Repeat every entry below exactly.

[Source records]
┌──

//! Prometheus metrics endpoint and HTTP request tracking middleware.
//!
//! Provides the `/metrics` scrape endpoint, an HTTP request counter +
//! duration histogram middleware, and helpers the build/release/
//! deployment/webhook/audit subsystems call to record domain metrics.

use axum::{
    body::Body,
    extract::{MatchedPath, State},
    http::{Request, StatusCode},
    middleware::Next,
    response::{IntoResponse, Response},
};
use metrics::{counter, describe_counter, describe_gauge, describe_histogram, gauge, histogram};
use metrics_exporter_prometheus::{PrometheusBuilder, PrometheusHandle};
use std::sync::Arc;
use std::time::Instant;

use crate::AppState;

pub const HTTP_REQUESTS_TOTAL: &str = "switchyard_http_requests_total";
pub const HTTP_REQUEST_DURATION_SECONDS: &str = "switchyard_http_request_duration_seconds";

pub const RELEASES_TOTAL: &str = "switchyard_releases_total";
pub const DEPLOYMENTS_TOTAL: &str = "switchyard_deployments_total";
pub const PROJECTS_GAUGE: &str = "switchyard_projects";
pub const SERVICES_GAUGE: &str = "switchyard_services";
pub const LIVE_DEPLOYMENTS_GAUGE: &str = "switchyard_live_deployments";
pub const ACTIVE_PREVIEWS_GAUGE: &str = "switchyard_active_previews";

pub const WEBHOOK_DELIVERIES_TOTAL: &str = "switchyard_webhook_deliveries_total";
pub const AUDIT_BATCHES_DROPPED_TOTAL: &str = "switchyard_audit_batches_dropped_total";

/// Initializes the Prometheus recorder and registers metric
/// descriptions. Call once during startup.
pub fn init_metrics() -> PrometheusHandle {
    let builder = PrometheusBuilder::new();
    let handle = builder.install_recorder().expect("failed to install Prometheus recorder");

    describe_counter!(HTTP_REQUESTS_TOTAL, "Total number of HTTP requests received");
    describe_histogram!(HTTP_REQUEST_DURATION_SECONDS, "HTTP request duration in seconds");

    describe_counter!(RELEASES_TOTAL, "Total number of releases by terminal status");
    describe_counter!(DEPLOYMENTS_TOTAL, "Total number of deployments by terminal status");
    describe_gauge!(PROJECTS_GAUGE, "Total number of registered projects");
    describe_gauge!(SERVICES_GAUGE, "Total number of registered services");
    describe_gauge!(LIVE_DEPLOYMENTS_GAUGE, "Number of deployments currently live");
    describe_gauge!(ACTIVE_PREVIEWS_GAUGE, "Number of preview environments currently active");

    describe_counter!(WEBHOOK_DELIVERIES_TOTAL, "Total outbound webhook deliveries by outcome");
    describe_counter!(AUDIT_BATCHES_DROPPED_TOTAL, "Audit batches dropped after exhausting retries");

    handle
}

/// `GET /metrics` — renders the Prometheus text exposition format.
/// Unauthenticated, matching the teacher's scrape-endpoint convention.
pub async fn metrics_endpoint(State(state): State<Arc<AppState>>) -> impl IntoResponse {
    update_gauge_metrics(&state).await;

    match state.metrics_handle.as_ref() {
        Some(handle) => (StatusCode::OK, handle.render()),
        None => (StatusCode::INTERNAL_SERVER_ERROR, "metrics not initialized".to_string()),
    }
}

async fn update_gauge_metrics(state: &AppState) {
    if let Ok(projects) = crate::store::project::list(state.store.pool()).await {
        gauge!(PROJECTS_GAUGE).set(projects.len() as f64);
    }

    if let Ok(live) = crate::store::deployment::list_by_status(
        state.store.pool(),
        crate::store::models::DeploymentStatus::Live.as_str(),
    )
    .await
    {
        gauge!(LIVE_DEPLOYMENTS_GAUGE).set(live.len() as f64);
    }

    if let Ok(active) = crate::store::preview::list_active(state.store.pool()).await {
        gauge!(ACTIVE_PREVIEWS_GAUGE).set(active.len() as f64);
    }
}

/// Tracks `switchyard_http_requests_total` and the matching duration
/// histogram, labeled by method, matched route template, and status.
pub async fn metrics_middleware(request: Request<Body>, next: Next) -> Response {
    let start = Instant::now();

    let path = request
        .extensions()
        .get::<MatchedPath>()
        .map(|mp| mp.as_str().to_string())
        .unwrap_or_else(|| request.uri().path().to_string());
    let method = request.method().to_string();

    let response = next.run(request).await;

    let duration = start.elapsed().as_secs_f64();
    let status = response.status().as_u16().to_string();

    counter!(HTTP_REQUESTS_TOTAL, "method" => method.clone(), "path" => path.clone(), "status" => status).increment(1);
    histogram!(HTTP_REQUEST_DURATION_SECONDS, "method" => method, "path" => path).record(duration);

    response
}

pub fn record_release_outcome(status: &str) {
    counter!(RELEASES_TOTAL, "status" => status.to_string()).increment(1);
}

pub fn record_deployment_outcome(status: &str) {
    counter!(DEPLOYMENTS_TOTAL, "status" => status.to_string()).increment(1);
}

pub fn record_webhook_delivery(outcome: &str) {
    counter!(WEBHOOK_DELIVERIES_TOTAL, "outcome" => outcome.to_string()).increment(1);
}

#[cfg(test)]
mod tests {
    use super::*;

    #[test]
    fn test_metric_names() {
        assert!(HTTP_REQUESTS_TOTAL.contains("_total"));
        assert!(DEPLOYMENTS_TOTAL.contains("_total"));
        assert!(HTTP_REQUEST_DURATION_SECONDS.contains("_seconds"));
    }
}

└──

ANSWER SPACE -
//! Prometheus metrics endpoint and HTTP request tracking middleware.
//!
//! Provides the `/metrics` scrape endpoint, an HTTP request counter +
//! duration histogram middleware, and helpers the build/release/
//! deployment/webhook/audit subsystems call to record domain metrics.

use axum::{
    body::Body,
    extract::{MatchedPath, State},
    http::{Request, StatusCode},
    middleware::Next,
    response::{IntoResponse, Response},
};
use metrics::{counter, describe_counter, describe_gauge, describe_histogram, gauge, histogram};
use metrics_exporter_prometheus::{PrometheusBuilder, PrometheusHandle};
use std::sync::Arc;
use std::time::Instant;

use crate::AppState;

pub const HTTP_REQUESTS_TOTAL: &str = "switchyard_http_requests_total";
pub const HTTP_REQUEST_DURATION_SECONDS: &str = "switchyard_http_request_duration_seconds";

pub const RELEASES_TOTAL: &str = "switchyard_releases_total";
pub const DEPLOYMENTS_TOTAL: &str = "switchyard_deployments_total";
pub const PROJECTS_GAUGE: &str = "switchyard_projects";
pub const SERVICES_GAUGE: &str = "switchyard_services";
pub const LIVE_DEPLOYMENTS_GAUGE: &str = "switchyard_live_deployments";
pub const ACTIVE_PREVIEWS_GAUGE: &str = "switchyard_active_previews";

pub const WEBHOOK_DELIVERIES_TOTAL: &str = "switchyard_webhook_deliveries_total";
pub const AUDIT_BATCHES_DROPPED_TOTAL: &str = "switchyard_audit_batches_dropped_total";

/// Initializes the Prometheus recorder and registers metric
/// descriptions. Call once during startup.
pub fn init_metrics() -> PrometheusHandle {
    let builder = PrometheusBuilder::new();
    let handle = builder.install_recorder().expect("failed to install Prometheus recorder");

    describe_counter!(HTTP_REQUESTS_TOTAL, "Total number of HTTP requests received");
    describe_histogram!(HTTP_REQUEST_DURATION_SECONDS, "HTTP request duration in seconds");

    describe_counter!(RELEASES_TOTAL, "Total number of releases by terminal status");
    describe_counter!(DEPLOYMENTS_TOTAL, "Total number of deployments by terminal status");
    describe_gauge!(PROJECTS_GAUGE, "Total number of registered projects");
    describe_gauge!(SERVICES_GAUGE, "Total number of registered services");
    describe_gauge!(LIVE_DEPLOYMENTS_GAUGE, "Number of deployments currently live");
    describe_gauge!(ACTIVE_PREVIEWS_GAUGE, "Number of preview environments currently active");

    describe_counter!(WEBHOOK_DELIVERIES_TOTAL, "Total outbound webhook deliveries by outcome");
    describe_counter!(AUDIT_BATCHES_DROPPED_TOTAL, "Audit batches dropped after exhausting retries");

    handle
}

/// `GET /metrics` — renders the Prometheus text exposition format.
/// Unauthenticated, matching the teacher's scrape-endpoint convention.
pub async fn metrics_endpoint(State(state): State<Arc<AppState>>) -> impl IntoResponse {
    update_gauge_metrics(&state).await;

    match state.metrics_handle.as_ref() {
        Some(handle) => (StatusCode::OK, handle.render()),
        None => (StatusCode::INTERNAL_SERVER_ERROR, "metrics not initialized".to_string()),
    }
}

async fn update_gauge_metrics(state: &AppState) {
    if let Ok(projects) = crate::store::project::list(state.store.pool()).await {
        gauge!(PROJECTS_GAUGE).set(projects.len() as f64);
    }

    if let Ok(live) = crate::store::deployment::list_by_status(
        state.store.pool(),
        crate::store::models::DeploymentStatus::Live.as_str(),
    )
    .await
    {
        gauge!(LIVE_DEPLOYMENTS_GAUGE).set(live.len() as f64);
    }

    if let Ok(active) = crate::store::preview::list_active(state.store.pool()).await {
        gauge!(ACTIVE_PREVIEWS_GAUGE).set(active.len() as f64);
    }
}

/// Tracks `switchyard_http_requests_total` and the matching duration
/// histogram, labeled by method, matched route template, and status.
pub async fn metrics_middleware(request: Request<Body>, next: Next) -> Response {
    let start = Instant::now();

    let path = request
        .extensions()
        .get::<MatchedPath>()
        .map(|mp| mp.as_str().to_string())
        .unwrap_or_else(|| request.uri().path().to_string());
    let method = request.method().to_string();

    let response = next.run(request).await;

    let duration = start.elapsed().as_secs_f64();
    let status = response.status().as_u16().to_string();

    counter!(HTTP_REQUESTS_TOTAL, "method" => method.clone(), "path" => path.clone(), "status" => status).increment(1);
    histogram!(HTTP_REQUEST_DURATION_SECONDS, "method" => method, "path" => path).record(duration);

    response
}

pub fn record_release_outcome(status: &str) {
    counter!(RELEASES_TOTAL, "status" => status.to_string()).increment(1);
}

pub fn record_deployment_outcome(status: &str) {
    counter!(DEPLOYMENTS_TOTAL, "status" => status.to_string()).increment(1);
}

pub fn record_webhook_delivery(outcome: &str) {
    counter!(WEBHOOK_DELIVERIES_TOTAL, "outcome" => outcome.to_string()).increment(1);
}

#[cfg(test)]
mod tests {
    use super::*;

    #[test]
    fn test_metric_names() {
        assert!(HTTP_REQUESTS_TOTAL.contains("_total"));
        assert!(DEPLOYMENTS_TOTAL.contains("_total"));
        assert!(HTTP_REQUEST_DURATION_SECONDS.contains("_seconds"));
    }
}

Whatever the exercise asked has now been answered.